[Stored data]

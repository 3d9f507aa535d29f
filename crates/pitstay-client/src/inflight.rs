use std::collections::HashSet;
use std::sync::{Arc, Mutex, PoisonError};

use uuid::Uuid;

/// Set of entity ids with a mutation in flight. At most one per id.
#[derive(Debug, Clone, Default)]
pub struct InFlightRegistry {
    busy: Arc<Mutex<HashSet<Uuid>>>,
}

impl InFlightRegistry {
    pub fn new() -> Self {
        Self::default()
    }

    /// Claim `id`. Returns `None` if another call already holds it. The id is
    /// released when the guard drops, whether the call succeeded or not.
    pub fn try_acquire(&self, id: Uuid) -> Option<InFlightGuard> {
        let mut busy = self.busy.lock().unwrap_or_else(PoisonError::into_inner);
        if !busy.insert(id) {
            return None;
        }
        Some(InFlightGuard { registry: self.clone(), id })
    }

    pub fn is_busy(&self, id: Uuid) -> bool {
        self.busy.lock().unwrap_or_else(PoisonError::into_inner).contains(&id)
    }
}

#[derive(Debug)]
pub struct InFlightGuard {
    registry: InFlightRegistry,
    id: Uuid,
}

impl Drop for InFlightGuard {
    fn drop(&mut self) {
        self.registry
            .busy
            .lock()
            .unwrap_or_else(PoisonError::into_inner)
            .remove(&self.id);
    }
}

#[cfg(test)]
mod tests {
    use super::*;

    #[test]
    fn second_claim_fails_until_first_settles() {
        let registry = InFlightRegistry::new();
        let id = Uuid::new_v4();

        let guard = registry.try_acquire(id).unwrap();
        assert!(registry.is_busy(id));
        assert!(registry.try_acquire(id).is_none());
        assert!(registry.try_acquire(Uuid::new_v4()).is_some());

        drop(guard);
        assert!(!registry.is_busy(id));
        assert!(registry.try_acquire(id).is_some());
    }
}
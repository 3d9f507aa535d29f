use async_trait::async_trait;
use futures_util::stream::{SplitSink, SplitStream};
use futures_util::{SinkExt, StreamExt};
use tokio::net::TcpStream;
use tokio_tungstenite::tungstenite::Message as WsMessage;
use tokio_tungstenite::{MaybeTlsStream, WebSocketStream, connect_async};
use tracing::{debug, info, warn};

use pitstay_types::events::{GatewayCommand, GatewayEvent, Topic};

use super::{FeedConnector, FeedStream};
use crate::error::{ClientError, Result};

type Socket = WebSocketStream<MaybeTlsStream<TcpStream>>;

/// Connects to `/gateway?token=` on the server.
#[derive(Debug, Clone)]
pub struct WsConnector {
    base_url: String,
    token: String,
}

impl WsConnector {
    /// `base_url` may be given as http(s); it is rewritten to ws(s).
    pub fn new(base_url: impl Into<String>, token: impl Into<String>) -> Self {
        let base_url = base_url
            .into()
            .trim_end_matches('/')
            .replacen("http://", "ws://", 1)
            .replacen("https://", "wss://", 1);
        Self { base_url, token: token.into() }
    }
}

#[async_trait]
impl FeedConnector for WsConnector {
    async fn connect(&self) -> Result<Box<dyn FeedStream>> {
        let url = format!("{}/gateway?token={}", self.base_url, self.token);
        let (socket, _) = connect_async(url.as_str()).await?;
        let (tx, mut rx) = socket.split();

        // The server greets a valid token with Ready.
        loop {
            match rx.next().await {
                Some(Ok(WsMessage::Text(text))) => match serde_json::from_str::<GatewayEvent>(text.as_str()) {
                    Ok(GatewayEvent::Ready { user_id, username }) => {
                        info!(%user_id, %username, "change feed connected");
                        break;
                    }
                    Ok(other) => debug!(?other, "event before Ready ignored"),
                    Err(e) => warn!("unparseable gateway frame: {}", e),
                },
                Some(Ok(_)) => continue,
                Some(Err(e)) => return Err(e.into()),
                None => return Err(ClientError::Network("gateway closed before Ready".into())),
            }
        }

        Ok(Box::new(WsFeed { tx, rx }))
    }
}

pub struct WsFeed {
    tx: SplitSink<Socket, WsMessage>,
    rx: SplitStream<Socket>,
}

#[async_trait]
impl FeedStream for WsFeed {
    async fn subscribe(&mut self, topics: Vec<Topic>) -> Result<()> {
        let cmd = serde_json::to_string(&GatewayCommand::Subscribe { topics })
            .map_err(|e| ClientError::Validation(e.to_string()))?;
        self.tx.send(WsMessage::Text(cmd.into())).await?;
        Ok(())
    }

    async fn next_event(&mut self) -> Option<Result<GatewayEvent>> {
        loop {
            match self.rx.next().await? {
                Ok(WsMessage::Text(text)) => match serde_json::from_str::<GatewayEvent>(text.as_str()) {
                    Ok(event) => return Some(Ok(event)),
                    Err(e) => warn!("unparseable gateway frame: {}", e),
                },
                // tungstenite answers pings itself.
                Ok(WsMessage::Close(_)) => return None,
                Ok(_) => {}
                Err(e) => return Some(Err(e.into())),
            }
        }
    }
}
use axum::{
    Extension, Json,
    extract::{Query, State},
};
use serde::Deserialize;

use pitstay_types::api::{BalanceResponse, Claims};
use pitstay_types::models::PointsTransaction;

use crate::auth::AppState;
use crate::error::{ApiError, run_blocking};

#[derive(Debug, Deserialize)]
pub struct HistoryQuery {
    #[serde(default = "default_limit")]
    pub limit: u32,
}

fn default_limit() -> u32 {
    50
}

pub async fn balance(
    State(state): State<AppState>,
    Extension(claims): Extension<Claims>,
) -> Result<Json<BalanceResponse>, ApiError> {
    let user_id = claims.sub;
    let balance = run_blocking(move || state.ledger.get_balance(user_id)).await?;
    Ok(Json(BalanceResponse { user_id, balance }))
}

/// Newest first.
pub async fn transactions(
    State(state): State<AppState>,
    Extension(claims): Extension<Claims>,
    Query(query): Query<HistoryQuery>,
) -> Result<Json<Vec<PointsTransaction>>, ApiError> {
    let rows = run_blocking(move || state.ledger.history(claims.sub, query.limit)).await?;
    Ok(Json(rows))
}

TASK PROMPT
Beginning with the line above that contains "self.registry", copy each line exactly up to and including the line that contains "let id = Uuid::new_v4();", and go no further.

ANSWER SPACE
        self.registry
            .busy
            .lock()
            .unwrap_or_else(PoisonError::into_inner)
            .remove(&self.id);
    }
}

#[cfg(test)]
mod tests {
    use super::*;

    #[test]
    fn second_claim_fails_until_first_settles() {
        let registry = InFlightRegistry::new();
        let id = Uuid::new_v4();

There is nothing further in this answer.